Отчаяние Кафки
Но с другой стороны, он все больше понимает, и болезнь, конечно же, помогает ему понять, что он принадлежит другому берегу, что ему, изгнанному, нельзя шутить с этим изгнанием, а также нельзя оставаться пассивно повернутым — и как бы раздавленным о ее границы — в сторону той реальности, исключенным из которой он себя чувствует и которой никогда не принадлежал, — так как еще не родился.
В этой новой перспективе трудно увидеть что-либо, кроме абсолютного отчаяния, нигилизма, который многие ему с такой легкостью приписывают. Да, отчаянье — его стихия, это нельзя отрицать; оно — его пространство и его «время». Но его отчаянье никогда не бывает безнадёжным; а надежда — это часто лишь приступ отчаяния: не то, что дает надежду, но то, что не позволяет пресытиться отчаяньем, то, в конце концов чего «приговоренный к концу приговорен также до конца защищаться», и ему обещано, что, возможно, в результате приговор заменят на помилование.
В этой новой перспективе – отчаяния, главное, не повернуться к Ханаану. Блуждание имеет своей целью пустыню, и ее приближение становится отныне новой Землей Обетованной. «Так ты туда меня ведешь?» Да, туда. Но куда это — «туда»? Он никогда там не был; пустыня еще сомнительнее мира, она всегда остается лишь приближением пустыни, и в этой земле блужданий никогда не бываешь «здесь», но всегда «далеко отсюда».

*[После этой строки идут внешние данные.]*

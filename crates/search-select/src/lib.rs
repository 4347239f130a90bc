//! A searchable dropdown / autocomplete input for [`ratatui`].
//!
//! [`Autocomplete`] implements [`search_select_core::Component`], so it embeds
//! in any [`Model`] the same way other components do: route its messages,
//! map its commands, and include its subscriptions while it is on screen.
//!
//! ```toml
//! [dependencies]
//! search-select = "0.1"
//! ```
//!
//! # Modules
//!
//! | Module | Description |
//! |--------|-------------|
//! | [`autocomplete`] | The widget, its messages and rendering |
//! | [`config`] | [`AutocompleteConfig`] construction surface |
//! | [`filter`] | Case-insensitive substring filtering |
//! | [`input`] | Search field renderer and the custom-input hook |
//! | [`option`] | [`SelectOption`] and option identity |
//! | [`state`] | Per-instance interaction state |
//! | [`style`] | Default look and per-region overrides |
//! | [`text_edit`] | Single-line edit buffer |
//!
//! # Quick start
//!
//! ```ignore
//! use search_select::{Autocomplete, Command, Component, Model, SelectOption, Subscription};
//! use search_select::autocomplete::Message;
//! use ratatui::Frame;
//!
//! struct App { fruit: Autocomplete<u32> }
//!
//! enum Msg { Fruit(Message<u32>), Key(crossterm::event::KeyEvent) }
//!
//! impl Model for App {
//!     type Message = Msg;
//!     type Flags = ();
//!
//!     fn init(_: ()) -> (Self, Command<Msg>) {
//!         let mut fruit = Autocomplete::new(vec![
//!             SelectOption::new(1, "Apple"),
//!             SelectOption::new(2, "Banana"),
//!         ]);
//!         fruit.focus();
//!         (App { fruit }, Command::none())
//!     }
//!
//!     fn update(&mut self, msg: Msg) -> Command<Msg> {
//!         match msg {
//!             Msg::Key(key) => self.fruit.update(Message::KeyPress(key)).map(Msg::Fruit),
//!             Msg::Fruit(m) => self.fruit.update(m).map(Msg::Fruit),
//!         }
//!     }
//!
//!     fn view(&self, frame: &mut Frame) {
//!         self.fruit.view(frame, frame.area());
//!     }
//!
//!     fn subscriptions(&self) -> Vec<Subscription<Msg>> {
//!         let mut subs = vec![search_select::terminal_events(|e| e.key_press().map(Msg::Key))];
//!         subs.extend(self.fruit.subscriptions().into_iter().map(|s| s.map(Msg::Fruit)));
//!         subs
//!     }
//! }
//! ```

pub mod autocomplete;
pub mod config;
pub mod filter;
pub mod input;
pub mod option;
pub mod state;
pub mod style;
pub mod text_edit;

pub use autocomplete::Autocomplete;
pub use config::AutocompleteConfig;
pub use input::{DefaultInput, InputProps, InputRenderer};
pub use option::{OptionKey, SelectOption};
pub use style::{Declaration, Part, StyleOverrides};

pub use search_select_core::*;

// Re-export dependencies for use in demos and downstream crates
pub use crossterm;
pub use ratatui;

И все же в этой области, где отсутствуют условия для подлинного обитания, где нужно жить в недоступной пониманию разлученности, в изгнании, из которого тоже оказываешься изгнанным, как и из себя самого, в этой области — области заблуждения, так как там только и делаешь, что без конца заблуждаешься, — сохраняется некая напряженность в самой возможности блуждать, погружаться в ошибку, приближаться к собственному концу, преобразовывая этот путь без цели в несомненность цели без пути.